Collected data
◇ ◇ ◇ ◇

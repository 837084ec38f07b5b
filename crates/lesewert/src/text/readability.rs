//! Flesch-style readability scoring.
//!
//! Scores text on the classic 0-100 reading-ease scale: higher is easier.
//! The formula weighs average sentence length and syllables per word, then
//! clamps into range and rounds to one decimal for reporting.

const FLESCH_BASE: f64 = 206.835;
const SENTENCE_LENGTH_WEIGHT: f64 = 1.015;
const SYLLABLE_DENSITY_WEIGHT: f64 = 84.6;

const SCORE_MIN: f64 = 0.0;
const SCORE_MAX: f64 = 100.0;

/// Compute the reading-ease score from document counts.
///
/// `score = 206.835 - 1.015 * (words/sentences) - 84.6 * (syllables/words)`,
/// clamped to [0, 100] and rounded to one decimal place.
///
/// Callers guarantee `word_count >= 1` (empty text is rejected before
/// scoring) and `sentence_count >= 1` (the sentence counter floors at one).
///
/// ```
/// use lesewert::text::readability::reading_ease;
///
/// // 10 words, 2 sentences, 15 syllables: 206.835 - 5.075 - 126.9
/// assert_eq!(reading_ease(10, 2, 15), 74.9);
/// ```
pub fn reading_ease(word_count: usize, sentence_count: usize, syllable_count: usize) -> f64 {
    let words = word_count as f64;
    let sentences = sentence_count as f64;
    let syllables = syllable_count as f64;

    let raw = FLESCH_BASE - SENTENCE_LENGTH_WEIGHT * (words / sentences) - SYLLABLE_DENSITY_WEIGHT * (syllables / words);

    round_to_tenth(raw.clamp(SCORE_MIN, SCORE_MAX))
}

/// Map a reading-ease score to its difficulty label.
///
/// Thresholds follow the standard Flesch interpretation bands, checked
/// descending with `>=`.
pub fn difficulty_label(score: f64) -> &'static str {
    if score >= 90.0 {
        "Very Easy"
    } else if score >= 80.0 {
        "Easy"
    } else if score >= 70.0 {
        "Fairly Easy"
    } else if score >= 60.0 {
        "Standard"
    } else if score >= 50.0 {
        "Fairly Difficult"
    } else if score >= 30.0 {
        "Difficult"
    } else {
        "Very Difficult"
    }
}

#[inline]
fn round_to_tenth(value: f64) -> f64 {
    (value * 10.0).round() / 10.0
}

◇ ◇ ◇ ◇

• [Required action]
Could all of the entries be retyped word for word?

• [Answer to this problem]
repository 837084ec38f07b5b
filename crates/lesewert/src/text/readability.rs
//! Flesch-style readability scoring.
//!
//! Scores text on the classic 0-100 reading-ease scale: higher is easier.
//! The formula weighs average sentence length and syllables per word, then
//! clamps into range and rounds to one decimal for reporting.

const FLESCH_BASE: f64 = 206.835;
const SENTENCE_LENGTH_WEIGHT: f64 = 1.015;
const SYLLABLE_DENSITY_WEIGHT: f64 = 84.6;

const SCORE_MIN: f64 = 0.0;
const SCORE_MAX: f64 = 100.0;

/// Compute the reading-ease score from document counts.
///
/// `score = 206.835 - 1.015 * (words/sentences) - 84.6 * (syllables/words)`,
/// clamped to [0, 100] and rounded to one decimal place.
///
/// Callers guarantee `word_count >= 1` (empty text is rejected before
/// scoring) and `sentence_count >= 1` (the sentence counter floors at one).
///
/// ```
/// use lesewert::text::readability::reading_ease;
///
/// // 10 words, 2 sentences, 15 syllables: 206.835 - 5.075 - 126.9
/// assert_eq!(reading_ease(10, 2, 15), 74.9);
/// ```
pub fn reading_ease(word_count: usize, sentence_count: usize, syllable_count: usize) -> f64 {
    let words = word_count as f64;
    let sentences = sentence_count as f64;
    let syllables = syllable_count as f64;

    let raw = FLESCH_BASE - SENTENCE_LENGTH_WEIGHT * (words / sentences) - SYLLABLE_DENSITY_WEIGHT * (syllables / words);

    round_to_tenth(raw.clamp(SCORE_MIN, SCORE_MAX))
}

/// Map a reading-ease score to its difficulty label.
///
/// Thresholds follow the standard Flesch interpretation bands, checked
/// descending with `>=`.
pub fn difficulty_label(score: f64) -> &'static str {
    if score >= 90.0 {
        "Very Easy"
    } else if score >= 80.0 {
        "Easy"
    } else if score >= 70.0 {
        "Fairly Easy"
    } else if score >= 60.0 {
        "Standard"
    } else if score >= 50.0 {
        "Fairly Difficult"
    } else if score >= 30.0 {
        "Difficult"
    } else {
        "Very Difficult"
    }
}

#[inline]
fn round_to_tenth(value: f64) -> f64 {
    (value * 10.0).round() / 10.0
}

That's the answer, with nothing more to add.